Gary Player and Ernie Els mourn the death of Nelson Mandela
Gary Player and Ernie Els have led the tributes from the golfing world to Nelson Mandela.
Last Updated: 06/12/13 9:10am
Player was one of the top golfers in the world during the infamous apartheid era in his homeland, and he played a role in the campaign to release Mandela from prison.
The nine-time major winner said: "It was with great sadness that I learned of the passing of our beloved Madiba, President Nelson Mandela.
"Nelson Mandela is one of the great heroes in my life and I believe he did more for our country than any other person in our history.
"As a proud South African, I am certain Mandela's legacy will endure in our nation and across the world as a figure of courage, value, spirit, and above all else, love.
"I commend him for all that he did over his 95 years. He was a courageous leader who fought for all that is right, and he possessed an aura that inspired people, and our nation, to change for the better.
"When I was a young man, I stated that Madiba should be released from prison, where he spent twenty-seven years. I was labelled a traitor, yet paid no mind.
"Time would prove that decision right. Moreover, time would prove how truly special he was after emerging from prison with no hatred or revenge. He was never broken, just empowered.
"Our nation enters into a time of mourning, but also a celebration of his great life and the spirit he instilled in our nation.
"May we all lovingly remember our truly remarkable former President and the father of our nation. Thank you, Madiba.
"My thoughts and prayers are with the Mandela family."
Els is currently competing in the Nedbank Golf Challenge in Sun City, where flags will be flown at half-mast for the remainder of the tournament.
"It is a very sad day," said Els, who won the first of his four majors a month after Mandela was elected South African president in 1994.
"A very sad day for South Africa and the world really. We have lost one of the iconic leaders of our time.
"You cannot say anything bad about the man. He fought for what he believed in, went to prison for so many years and came out to lead our country up until now.
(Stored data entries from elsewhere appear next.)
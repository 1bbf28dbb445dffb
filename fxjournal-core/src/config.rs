//! Journal configuration, stored as TOML.
//!
//! ```toml
//! data_file = "/home/me/.local/share/fxjournal/journal.json"
//! currency = "EUR"
//! log_level = "info"
//! pretty_export = true
//! ```
//!
//! Every key is optional; missing keys take their defaults.

use serde::{Deserialize, Serialize};
use std::io;
use std::path::{Path, PathBuf};
use thiserror::Error;

const APP_DIR: &str = "fxjournal";

#[derive(Debug, Error)]
pub enum ConfigError {
    #[error("read config {path}: {source}")]
    Read {
        path: PathBuf,
        #[source]
        source: io::Error,
    },
    #[error("parse config TOML: {0}")]
    Parse(#[from] toml::de::Error),
    #[error("serialize config: {0}")]
    Serialize(#[from] toml::ser::Error),
}

#[derive(Debug, Clone, PartialEq, Serialize, Deserialize)]
#[serde(default)]
pub struct JournalConfig {
    /// Where the journal's JSON document lives.
    pub data_file: PathBuf,
    /// ISO currency code used when printing monetary amounts.
    pub currency: String,
    /// Default tracing filter when `RUST_LOG` is unset.
    pub log_level: String,
    /// Pretty-print export artifacts and the data file.
    pub pretty_export: bool,
}

impl Default for JournalConfig {
    fn default() -> Self {
        Self {
            data_file: default_data_file(),
            currency: "USD".to_string(),
            log_level: "warn".to_string(),
            pretty_export: true,
        }
    }
}

impl JournalConfig {
    /// Load a config from a TOML file. The file must exist.
    pub fn from_file(path: &Path) -> Result<Self, ConfigError> {
        let content = std::fs::read_to_string(path).map_err(|source| ConfigError::Read {
            path: path.to_path_buf(),
            source,
        })?;
        Self::from_toml(&content)
    }

    /// Load the config at the default location, falling back to defaults
    /// when no file exists there.
    pub fn load_default() -> Result<Self, ConfigError> {
        match default_config_file() {
            Some(path) if path.exists() => Self::from_file(&path),
            _ => Ok(Self::default()),
        }
    }

    pub fn from_toml(content: &str) -> Result<Self, ConfigError> {
        Ok(toml::from_str(content)?)
    }

    pub fn to_toml(&self) -> Result<String, ConfigError> {
        Ok(toml::to_string_pretty(self)?)
    }
}

/// `<config_dir>/fxjournal/config.toml`, if the platform has a config dir.
pub fn default_config_file() -> Option<PathBuf> {
    dirs::config_dir().map(|dir| dir.join(APP_DIR).join("config.toml"))
}

/// `<data_dir>/fxjournal/journal.json`, or `./journal.json` when the
/// platform reports no data dir.
pub fn default_data_file() -> PathBuf {
    dirs::data_dir()
        .map(|dir| dir.join(APP_DIR))
        .unwrap_or_default()
        .join("journal.json")
}
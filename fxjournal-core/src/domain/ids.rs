use serde::{Deserialize, Serialize};
use std::fmt;

/// Record identifier: 128 random bits rendered in RFC 4122 v4 layout.
///
/// Ids read back from an import are kept verbatim, so the inner string is
/// not guaranteed to be v4-shaped.
#[derive(Debug, Clone, PartialEq, Eq, Hash, PartialOrd, Ord, Serialize, Deserialize)]
#[serde(transparent)]
pub struct RecordId(pub String);

impl RecordId {
    /// Generate a fresh random id.
    pub fn generate() -> Self {
        Self::from_bits(rand::random::<u128>())
    }

    /// Lay out 128 bits as a v4 id (version and variant bits forced).
    pub fn from_bits(bits: u128) -> Self {
        let bits = (bits & !(0xF << 76)) | (0x4 << 76);
        let bits = (bits & !(0x3 << 62)) | (0x2 << 62);
        let hex = format!("{bits:032x}");
        Self(format!(
            "{}-{}-{}-{}-{}",
            &hex[0..8],
            &hex[8..12],
            &hex[12..16],
            &hex[16..20],
            &hex[20..32]
        ))
    }

    pub fn as_str(&self) -> &str {
        &self.0
    }
}

impl fmt::Display for RecordId {
    fn fmt(&self, f: &mut fmt::Formatter<'_>) -> fmt::Result {
        write!(f, "{}", self.0)
    }
}

impl From<&str> for RecordId {
    fn from(id: &str) -> Self {
        Self(id.to_string())
    }
}

impl From<String> for RecordId {
    fn from(id: String) -> Self {
        Self(id)
    }
}
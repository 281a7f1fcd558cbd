//! CLI surface and YAML config overlay. Precedence: CLI flag > YAML
//! file value > built-in default.

use std::path::PathBuf;
use std::time::Duration;

use clap::Parser;
use serde::Deserialize;

#[derive(Debug, Parser)]
#[command(name = "rotaproxy", about = "Rotating HTTP/HTTPS forward proxy")]
pub struct Cli {
	#[arg(long)]
	pub listen_host: Option<String>,
	#[arg(long)]
	pub listen_port: Option<u16>,
	#[arg(long)]
	pub proxy_file: Option<PathBuf>,
	#[arg(long)]
	pub rotation_interval: Option<String>,
	#[arg(long)]
	pub refresh_interval: Option<String>,
	#[arg(long)]
	pub no_refresh: bool,
	#[arg(long)]
	pub sources_file: Option<PathBuf>,
	#[arg(long)]
	pub no_validate: bool,
	#[arg(long)]
	pub validate_timeout: Option<String>,
	#[arg(long)]
	pub test_target_url: Option<String>,
	#[arg(long)]
	pub vendor_config: Option<PathBuf>,
	#[arg(long)]
	pub health_interval: Option<String>,
	#[arg(short, long)]
	pub config: Option<PathBuf>,
}

/// The YAML overlay document read from `--config`. Every field optional;
/// anything absent falls through to the CLI default.
#[derive(Debug, Default, Deserialize)]
#[serde(deny_unknown_fields)]
pub struct YamlOverlay {
	pub listen_host: Option<String>,
	pub listen_port: Option<u16>,
	pub proxy_file: Option<PathBuf>,
	pub rotation_interval: Option<String>,
	pub refresh_interval: Option<String>,
	pub no_refresh: Option<bool>,
	pub sources_file: Option<PathBuf>,
	pub no_validate: Option<bool>,
	pub validate_timeout: Option<String>,
	pub test_target_url: Option<String>,
	pub vendor_config: Option<PathBuf>,
	pub health_interval: Option<String>,
}

/// Fully resolved runtime configuration.
#[derive(Debug, Clone)]
pub struct Config {
	pub listen_host: String,
	pub listen_port: u16,
	pub proxy_file: PathBuf,
	pub rotation_interval: Duration,
	pub refresh_enabled: bool,
	pub refresh_interval: Duration,
	pub sources_file: PathBuf,
	pub validate_enabled: bool,
	pub validate_timeout: Duration,
	pub test_target_url: String,
	pub vendor_config: Option<PathBuf>,
	pub health_interval: Duration,
}

impl Config {
	pub fn resolve(cli: Cli) -> anyhow::Result<Config> {
		let overlay = match &cli.config {
			Some(path) => {
				let text = std::fs::read_to_string(path)
					.map_err(|e| anyhow::anyhow!("reading config file {}: {e}", path.display()))?;
				serde_yaml::from_str::<YamlOverlay>(&text)
					.map_err(|e| anyhow::anyhow!("parsing config file {}: {e}", path.display()))?
			},
			None => YamlOverlay::default(),
		};

		let listen_host = cli
			.listen_host
			.or(overlay.listen_host)
			.unwrap_or_else(|| "127.0.0.1".to_string());
		let listen_port = cli.listen_port.or(overlay.listen_port).unwrap_or(8888);
		let proxy_file = cli
			.proxy_file
			.or(overlay.proxy_file)
			.unwrap_or_else(|| PathBuf::from("proxy_list.txt"));
		let rotation_interval = parse_duration(
			cli.rotation_interval.or(overlay.rotation_interval),
			"9s",
		)?;
		let refresh_interval = parse_duration(
			cli.refresh_interval.or(overlay.refresh_interval),
			"300s",
		)?;
		let refresh_enabled = !(cli.no_refresh || overlay.no_refresh.unwrap_or(false));
		let sources_file = cli
			.sources_file
			.or(overlay.sources_file)
			.unwrap_or_else(|| PathBuf::from("proxy_sources.txt"));
		let validate_enabled = !(cli.no_validate || overlay.no_validate.unwrap_or(false));
		let validate_timeout = parse_duration(cli.validate_timeout.or(overlay.validate_timeout), "5s")?;
		let test_target_url = cli
			.test_target_url
			.or(overlay.test_target_url)
			.unwrap_or_else(|| "http://httpbin.org/ip".to_string());
		let vendor_config = cli.vendor_config.or(overlay.vendor_config);
		let health_interval = parse_duration(cli.health_interval.or(overlay.health_interval), "60s")?;

		Ok(Config {
			listen_host,
			listen_port,
			proxy_file,
			rotation_interval,
			refresh_enabled,
			refresh_interval,
			sources_file,
			validate_enabled,
			validate_timeout,
			test_target_url,
			vendor_config,
			health_interval,
		})
	}
}

fn parse_duration(raw: Option<String>, default: &str) -> anyhow::Result<Duration> {
	let raw = raw.as_deref().unwrap_or(default);
	duration_str::parse(raw).map_err(|e| anyhow::anyhow!("invalid duration {raw:?}: {e}"))
}
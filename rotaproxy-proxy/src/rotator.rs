//! Periodic random reselection of the pool's current upstream. A single
//! task distinct from the Refresher; never touches the listening
//! endpoint.

use std::sync::Arc;
use std::time::Duration;

use rotaproxy_core::drain::DrainWatcher;
use tracing::debug;

use crate::pool::UpstreamPool;

pub struct Rotator {
	pool: Arc<UpstreamPool>,
	interval: Duration,
}

impl Rotator {
	pub fn new(pool: Arc<UpstreamPool>, interval: Duration) -> Self {
		Rotator { pool, interval }
	}

	/// Runs until `watcher` signals a drain. Checks the stop flag between
	/// ticks only, never mid-tick.
	pub async fn run(self, mut watcher: DrainWatcher) {
		let mut ticker = tokio::time::interval(self.interval);
		ticker.set_missed_tick_behavior(tokio::time::MissedTickBehavior::Delay);
		ticker.tick().await; // first tick fires immediately; skip it
		loop {
			tokio::select! {
				_ = ticker.tick() => {
					debug!("rotator tick");
					self.pool.reseed_current();
				}
				_ = watcher.signaled() => {
					debug!("rotator stopping");
					return;
				}
			}
		}
	}
}

#[cfg(test)]
mod test {
	use super::*;
	use crate::upstream::Upstream;

	#[tokio::test(start_paused = true)]
	async fn rotates_over_multiple_ticks_with_enough_candidates() {
		let pool = Arc::new(UpstreamPool::new());
		pool.replace(
			["a:1", "b:2", "c:3", "d:4"]
				.iter()
				.map(|s| Upstream::parse(s).unwrap())
				.collect(),
		);
		let (trigger, watcher) = rotaproxy_core::drain::new();
		let rotator = Rotator::new(pool.clone(), Duration::from_millis(1));
		let handle = tokio::spawn(rotator.run(watcher));

		let mut seen = std::collections::HashSet::new();
		for _ in 0..50 {
			tokio::time::advance(Duration::from_millis(1)).await;
			tokio::task::yield_now().await;
			if let Some(cur) = pool.current() {
				seen.insert(cur.as_str().to_string());
			}
		}
		assert!(seen.len() >= 2, "expected rotation across at least 2 upstreams, saw {seen:?}");

		trigger.start_drain_and_wait("rotator", Duration::from_secs(1)).await;
		handle.await.unwrap();
	}
}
"He was the father of our country and our continent. It's just very sad that he had to go.
"He was 95 and led a full life but a lot of that wasn't spent on what he was so good at because he was away for so many years.
"He always felt proud of what the sporting athletes out of South Africa did for the country, you know, winning worldwide events.
"He always felt very proud of that. When I won a lot of tournaments in the '90s and early part of the 2000s we spoke a lot on the telephone.
"Through that instance we had a really nice relationship. I haven't seen him for probably seven or eight years now. But we've always had a great relationship."